ASCO: Boehringer, OSE offer promising glimpse of the immuno-oncology drug at the heart of their $1.4B deal

When Boehringer Ingelheim and OSE Immunotherapeutics teamed up in 2018 to develop OSE’s first-in-class checkpoint inhibitor, it was clear BI had high hopes for the immuno-oncology asset: The closely held German company paid about $18 million upfront but then piled on royalties and milestones, making the deal worth $1.4 billion to OSE.

BI and OSE unveiled preliminary data from a phase 1 trial of BI 765063 (formerly OSE-172), a SIRP-alpha inhibitor that selectively targets myeloid lineage cells, at the 2021 American Society for Clinical Oncology (ASCO) annual meeting. The researchers reported that in a phase 1 dose-escalation study in 50 patients with solid tumors, 45% of evaluable patients derived some clinical benefit from the drug.

One patient with metastatic hepatocellular carcinoma entered the trial after having undergone seven prior therapies. That patient maintained a partial response for 27 weeks and is still responding, the companies reported. Tumor samples showed increased infiltration of two types of immune cells, CD8 T-cells and macrophages, BI and OSE reported.

RELATED: OSE details novel immuno-oncology strategy targeting 'don't eat me' signaling in cancer

BI 765063  is among an emerging class of immuno-oncology drugs that target “don’t eat me” signaling, which is a strategy used by tumors to escape immune destruction. OSE’s original theory was that targeting SIRP-alpha would modulate the CD47 ligand, boosting the ability of the immune system to activate myeloid lineage cells, in turn freeing up the immune system to attack tumors.

The phase 1 trial includes patients with ovarian, colorectal, lung, breast and kidney cancers, as well as melanoma. Alexis Peyroles, CEO of OSE, said in a statement that a lack of serious side effects among patients in the trial, coupled with the early efficacy results, suggest that targeting SIRP-alpha “is a sound therapeutic strategy in solid tumors.”

CD47-targeted drugs are hot commodities in oncology these days. Last month, Arch Oncology raised $105 million to advance its anti-CD47 antibody into phase 1/2 testing. And I-MAB scored a deal with AbbVie worth up to $20 billion for an anti-CD47 antibody that recently finished a phase 1 trial.
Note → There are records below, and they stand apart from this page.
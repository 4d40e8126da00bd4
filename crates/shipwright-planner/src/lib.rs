//! Shipwright Planner
//!
//! Turns a validated [`Workflow`] into the set of container builds needed to
//! deploy it:
//! - [`compute_signature`] / [`sign_workflow`] derive a content hash from each
//!   node's build-relevant requirements
//! - [`plan_groups`] partitions nodes by identical signature
//! - [`generate_container_specs`] names one image per group
//! - [`CompatibilityRules`] checks declared data contracts on edges
//!
//! [`Planner`] runs all of the above as a single pass and either returns a
//! complete [`Plan`] or an error, never a partial plan.

mod contract;
mod grouping;
mod planner;
mod signature;
mod spec;

pub use contract::{
  CompatRule, Compatibility, CompatibilityRules, ContractWarning, RuleError, validate_contracts,
};
pub use grouping::{BuildGroup, plan_groups};
pub use planner::{Plan, Planner};
pub use signature::{compute_signature, sign_workflow};
pub use spec::{ContainerSpec, generate_container_specs};

pub use shipwright_workflow::{ErrorKind, Signature, Workflow, WorkflowError};
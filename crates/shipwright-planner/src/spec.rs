//! Container build specifications.

use serde::{Deserialize, Serialize};
use shipwright_workflow::{Signature, Workflow, WorkflowError};

use crate::grouping::BuildGroup;

/// Everything the build and registry collaborators need for one artifact.
#[derive(Debug, Clone, PartialEq, Eq, Serialize, Deserialize)]
pub struct ContainerSpec {
  pub signature: Signature,
  pub node_ids: Vec<String>,
  /// `{type}:{tag}`, where type is the first member's node type and tag the
  /// signature's 8-character prefix. A label, not a key.
  pub image_name: String,
}

/// Produce one spec per group, in group order.
pub fn generate_container_specs(
  workflow: &Workflow,
  groups: &[BuildGroup],
) -> Result<Vec<ContainerSpec>, WorkflowError> {
  groups
    .iter()
    .map(|group| -> Result<ContainerSpec, WorkflowError> {
      let first = group.node_ids.first().ok_or_else(|| {
        WorkflowError::NodeNotFound(format!("empty build group {}", group.signature))
      })?;
      let representative = workflow
        .get_node(first)
        .ok_or_else(|| WorkflowError::NodeNotFound(first.clone()))?;

      Ok(ContainerSpec {
        signature: group.signature.clone(),
        node_ids: group.node_ids.clone(),
        image_name: format!("{}:{}", representative.node_type(), group.signature.tag()),
      })
    })
    .collect()
}

#[cfg(test)]
mod tests {
  use super::*;
  use crate::grouping::plan_groups;
  use crate::signature::sign_workflow;
  use serde_json::json;

  fn signed() -> (Workflow, Vec<BuildGroup>) {
    let def = serde_json::from_value(json!({
      "nodes": [
        { "id": "a", "type": "ingest", "runtime": "py3.10" },
        { "id": "c", "type": "train", "runtime": "cuda12.1", "deps": ["torch"],
          "needs_gpu": true, "cpu": 2, "mem_mb": 4096, "io_format": "parquet" },
        { "id": "b", "type": "ingest", "runtime": "py3.10" }
      ]
    }))
    .unwrap();
    let mut workflow = Workflow::from_def(def).unwrap();
    sign_workflow(&mut workflow).unwrap();
    let groups = plan_groups(&workflow).unwrap();
    (workflow, groups)
  }

  #[test]
  fn test_image_name_uses_type_and_tag() {
    let (workflow, groups) = signed();
    let specs = generate_container_specs(&workflow, &groups).unwrap();

    assert_eq!(specs.len(), 2);
    for spec in &specs {
      let (ty, tag) = spec.image_name.split_once(':').unwrap();
      assert_eq!(tag.len(), 8);
      assert!(spec.signature.as_str().starts_with(tag));
      assert_eq!(ty, workflow.get_node(&spec.node_ids[0]).unwrap().node_type());
    }
    assert_eq!(specs[0].node_ids, vec!["a", "b"]);
    assert!(specs[1].image_name.starts_with("train:"));
  }

  #[test]
  fn test_regeneration_is_identical() {
    let (workflow, groups) = signed();
    let first = generate_container_specs(&workflow, &groups).unwrap();
    let second = generate_container_specs(&workflow, &groups).unwrap();
    assert_eq!(first, second);
  }

  #[test]
  fn test_group_with_unknown_member_is_rejected() {
    let (workflow, _) = signed();
    let groups = vec![BuildGroup {
      signature: Signature::new("0123456789"),
      node_ids: vec!["ghost".to_string()],
    }];

    assert_eq!(
      generate_container_specs(&workflow, &groups).unwrap_err(),
      WorkflowError::NodeNotFound("ghost".to_string())
    );
  }
}
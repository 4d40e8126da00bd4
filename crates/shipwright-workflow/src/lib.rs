//! Shipwright Workflow
//!
//! This crate provides the validated workflow representation used for planning.
//! A [`Workflow`] is built from a `shipwright-config` definition and guarantees:
//! - Node IDs are unique and keep their definition order
//! - Every edge references existing nodes
//! - Resource allotments are well formed (positive CPU and memory)
//!
//! The [`Graph`] built from a workflow orders nodes topologically and rejects
//! cycles. Nodes carry an optional [`Signature`] slot that stays empty until the
//! signature pass fills it in.

mod edge;
mod error;
mod graph;
mod node;
mod signature;
mod workflow;

pub use edge::Edge;
pub use error::{ErrorKind, WorkflowError};
pub use graph::Graph;
pub use node::Node;
pub use shipwright_config::{IoFormat, TriggerType};
pub use signature::{Signature, TAG_LEN};
pub use workflow::Workflow;
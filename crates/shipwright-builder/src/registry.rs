use std::collections::BTreeMap;
use std::path::{Path, PathBuf};

use async_trait::async_trait;
use serde::{Deserialize, Serialize};
use shipwright_planner::{ContainerSpec, Signature};
use tokio::fs;
use tokio::sync::Mutex;
use tracing::debug;

use crate::error::BuildError;

/// What an upsert did to the registry.
#[derive(Debug, Clone, Copy, PartialEq, Eq, Serialize, Deserialize)]
#[serde(rename_all = "snake_case")]
pub enum UpsertOutcome {
  Inserted,
  Updated,
  /// The stored entry already matched; nothing was written.
  Unchanged,
}

/// Durable record of built images, keyed by signature.
#[async_trait]
pub trait RegistryStore: Send + Sync {
  /// Insert the spec, or replace the node IDs and image name of the entry
  /// with the same signature.
  async fn upsert(&self, spec: &ContainerSpec) -> Result<UpsertOutcome, BuildError>;

  /// Look up the entry for a signature.
  async fn get(&self, signature: &Signature) -> Result<Option<ContainerSpec>, BuildError>;

  /// List all entries ordered by signature.
  async fn list(&self) -> Result<Vec<ContainerSpec>, BuildError>;
}

/// Filesystem-based registry.
///
/// All entries live in a single JSON document:
/// ```text
/// {root}/
/// └── registry.json   # { "<signature>": { signature, node_ids, image_name } }
/// ```
pub struct FsRegistry {
  root: PathBuf,
  write_lock: Mutex<()>,
}

impl FsRegistry {
  const FILE_NAME: &'static str = "registry.json";

  /// Create a new filesystem registry at the given root path.
  pub fn new(root: impl Into<PathBuf>) -> Self {
    Self {
      root: root.into(),
      write_lock: Mutex::new(()),
    }
  }

  /// Get the root directory of the registry.
  pub fn root(&self) -> &Path {
    &self.root
  }

  fn file_path(&self) -> PathBuf {
    self.root.join(Self::FILE_NAME)
  }

  async fn read_entries(&self) -> Result<BTreeMap<String, ContainerSpec>, BuildError> {
    match fs::read_to_string(self.file_path()).await {
      Ok(content) => Ok(serde_json::from_str(&content)?),
      Err(e) if e.kind() == std::io::ErrorKind::NotFound => Ok(BTreeMap::new()),
      Err(e) => Err(e.into()),
    }
  }

  /// Replace the registry file atomically.
  async fn write_entries(&self, entries: &BTreeMap<String, ContainerSpec>) -> Result<(), BuildError> {
    fs::create_dir_all(&self.root).await?;
    let tmp = self.root.join(format!("{}.tmp", Self::FILE_NAME));
    fs::write(&tmp, serde_json::to_vec_pretty(entries)?).await?;
    fs::rename(&tmp, self.file_path()).await?;
    Ok(())
  }
}

#[async_trait]
impl RegistryStore for FsRegistry {
  async fn upsert(&self, spec: &ContainerSpec) -> Result<UpsertOutcome, BuildError> {
    let _guard = self.write_lock.lock().await;
    let mut entries = self.read_entries().await?;

    let outcome = match entries.get(spec.signature.as_str()) {
      Some(existing) if existing == spec => return Ok(UpsertOutcome::Unchanged),
      Some(_) => UpsertOutcome::Updated,
      None => UpsertOutcome::Inserted,
    };

    entries.insert(spec.signature.to_string(), spec.clone());
    self.write_entries(&entries).await?;
    debug!(signature = %spec.signature, outcome = ?outcome, "registry entry written");
    Ok(outcome)
  }

  async fn get(&self, signature: &Signature) -> Result<Option<ContainerSpec>, BuildError> {
    Ok(self.read_entries().await?.remove(signature.as_str()))
  }

  async fn list(&self) -> Result<Vec<ContainerSpec>, BuildError> {
    Ok(self.read_entries().await?.into_values().collect())
  }
}
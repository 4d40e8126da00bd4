//! Build and registration for Shipwright.
//!
//! This crate drives the two collaborators that turn a planned
//! [`ContainerSpec`] into a deployed artifact:
//! - an [`ImageBuilder`] that builds and pushes the image
//! - a [`RegistryStore`] that records the image against its signature
//!
//! The [`Coordinator`] treats every spec as an independent unit of work. Specs
//! run in parallel up to a configured limit, at most one build per image name
//! is in flight, and one failed build never cancels the others.

mod builder;
mod coordinator;
mod error;
mod registry;
mod result;

pub use builder::{DockerBuilder, ImageBuilder};
pub use coordinator::{Coordinator, CoordinatorConfig};
pub use error::BuildError;
pub use registry::{FsRegistry, RegistryStore, UpsertOutcome};
pub use result::{BuildOutcome, BuildReport, BuildStatus};

pub use shipwright_planner::ContainerSpec;
use serde::{Deserialize, Serialize};

use crate::enums::{IoFormat, TriggerType};

/// A unit of computation as declared by the workflow source.
#[derive(Debug, Clone, PartialEq, Serialize, Deserialize)]
pub struct NodeDef {
  pub id: String,
  /// Plugin name or category, e.g. "ingest".
  #[serde(rename = "type")]
  pub node_type: String,
  /// Interpreter or hardware class, e.g. "py3.10", "node18", "cuda12.1".
  pub runtime: String,
  /// Package list or lockfile hashes. Order is irrelevant.
  #[serde(default)]
  pub deps: Vec<String>,
  #[serde(default)]
  pub needs_gpu: bool,
  /// CPU allotment in cores.
  #[serde(default = "default_cpu")]
  pub cpu: f64,
  #[serde(default = "default_mem_mb")]
  pub mem_mb: u64,
  /// Observed average execution time. Telemetry only.
  #[serde(default)]
  pub avg_runtime_ms: u64,
  #[serde(default)]
  pub io_format: IoFormat,
  #[serde(default)]
  pub stateful: bool,
  #[serde(default)]
  pub trigger_type: TriggerType,
}

fn default_cpu() -> f64 {
  0.5
}

fn default_mem_mb() -> u64 {
  512
}
use std::collections::{HashMap, HashSet, VecDeque};

use tracing::debug;

use crate::edge::Edge;
use crate::error::WorkflowError;

/// Graph structure for ordering and traversal.
///
/// Built once per validation call from the workflow's node IDs and edges.
#[derive(Debug, Clone)]
pub struct Graph {
  /// Node IDs in definition order.
  nodes: Vec<String>,
  /// Definition position of each node, used to break ordering ties.
  position: HashMap<String, usize>,
  /// Adjacency list: node_id -> list of downstream node_ids.
  adjacency: HashMap<String, Vec<String>>,
  /// Number of incoming edges per node.
  in_degree: HashMap<String, usize>,
}

impl Graph {
  /// Build a graph from node IDs and edges.
  ///
  /// Edge endpoints are expected to be among `node_ids`; [`crate::Workflow`]
  /// enforces this before a graph is ever built.
  pub fn new<'a>(node_ids: impl IntoIterator<Item = &'a str>, edges: &[Edge]) -> Self {
    let nodes: Vec<String> = node_ids.into_iter().map(str::to_string).collect();
    let position = nodes
      .iter()
      .enumerate()
      .map(|(idx, id)| (id.clone(), idx))
      .collect();

    let mut adjacency: HashMap<String, Vec<String>> = HashMap::new();
    let mut in_degree: HashMap<String, usize> = HashMap::new();

    // Nodes absent from every edge still start at in-degree 0
    for node_id in &nodes {
      adjacency.entry(node_id.clone()).or_default();
      in_degree.entry(node_id.clone()).or_insert(0);
    }

    for edge in edges {
      adjacency
        .entry(edge.src.clone())
        .or_default()
        .push(edge.dst.clone());
      *in_degree.entry(edge.dst.clone()).or_insert(0) += 1;
    }

    Self {
      nodes,
      position,
      adjacency,
      in_degree,
    }
  }

  /// Order all nodes so that every edge's source precedes its destination.
  ///
  /// Uses Kahn's algorithm with a FIFO ready queue. Nodes that become ready at
  /// the same time are enqueued in definition order, so the result is
  /// deterministic. Fails with [`WorkflowError::CycleDetected`] listing every
  /// node that could not be ordered; no partial order is returned.
  pub fn topological_order(&self) -> Result<Vec<String>, WorkflowError> {
    let mut in_degree = self.in_degree.clone();
    let mut ready: VecDeque<&str> = self
      .nodes
      .iter()
      .filter(|id| in_degree.get(*id).copied().unwrap_or(0) == 0)
      .map(String::as_str)
      .collect();

    let mut order = Vec::with_capacity(self.nodes.len());
    while let Some(node_id) = ready.pop_front() {
      order.push(node_id.to_string());

      let mut released: Vec<&str> = Vec::new();
      for next in self.downstream(node_id) {
        if let Some(degree) = in_degree.get_mut(next) {
          *degree = degree.saturating_sub(1);
          if *degree == 0 {
            released.push(next.as_str());
          }
        }
      }
      released.sort_by_key(|id| self.position.get(*id).copied().unwrap_or(usize::MAX));
      ready.extend(released);
    }

    if order.len() < self.nodes.len() {
      let ordered: HashSet<&str> = order.iter().map(String::as_str).collect();
      let unordered: Vec<String> = self
        .nodes
        .iter()
        .filter(|id| !ordered.contains(id.as_str()))
        .cloned()
        .collect();
      debug!(unordered = ?unordered, "cycle detected during ordering");
      return Err(WorkflowError::CycleDetected { unordered });
    }

    Ok(order)
  }

  /// Get downstream nodes for a given node.
  pub fn downstream(&self, node_id: &str) -> &[String] {
    self
      .adjacency
      .get(node_id)
      .map(|v| v.as_slice())
      .unwrap_or(&[])
  }
}
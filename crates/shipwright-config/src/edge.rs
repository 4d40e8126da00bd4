use serde::{Deserialize, Serialize};

/// A directed data-flow arc between two nodes.
#[derive(Debug, Clone, PartialEq, Serialize, Deserialize)]
pub struct EdgeDef {
  pub src: String,
  pub dst: String,
  /// Opaque description of the schema carried over this edge.
  #[serde(default, skip_serializing_if = "Option::is_none")]
  pub data_contract: Option<serde_json::Value>,
  #[serde(default, skip_serializing_if = "Option::is_none")]
  pub latency_req_ms: Option<u64>,
  /// Boolean expression gating the edge, e.g. `"flag == true"`.
  #[serde(default, skip_serializing_if = "Option::is_none")]
  pub condition: Option<String>,
}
As for BI, it has struck several deals aimed at beefing up its oncology pipeline. In January, it teamed up with Enara Bio in a deal centered around discovering novel antigens that could be the basis of new cancer immunotherapies. That deal came shortly after BI paid $1.5 billion to snap up NBE-Therapeutics, which is developing antibody drug conjugates to treat cancer.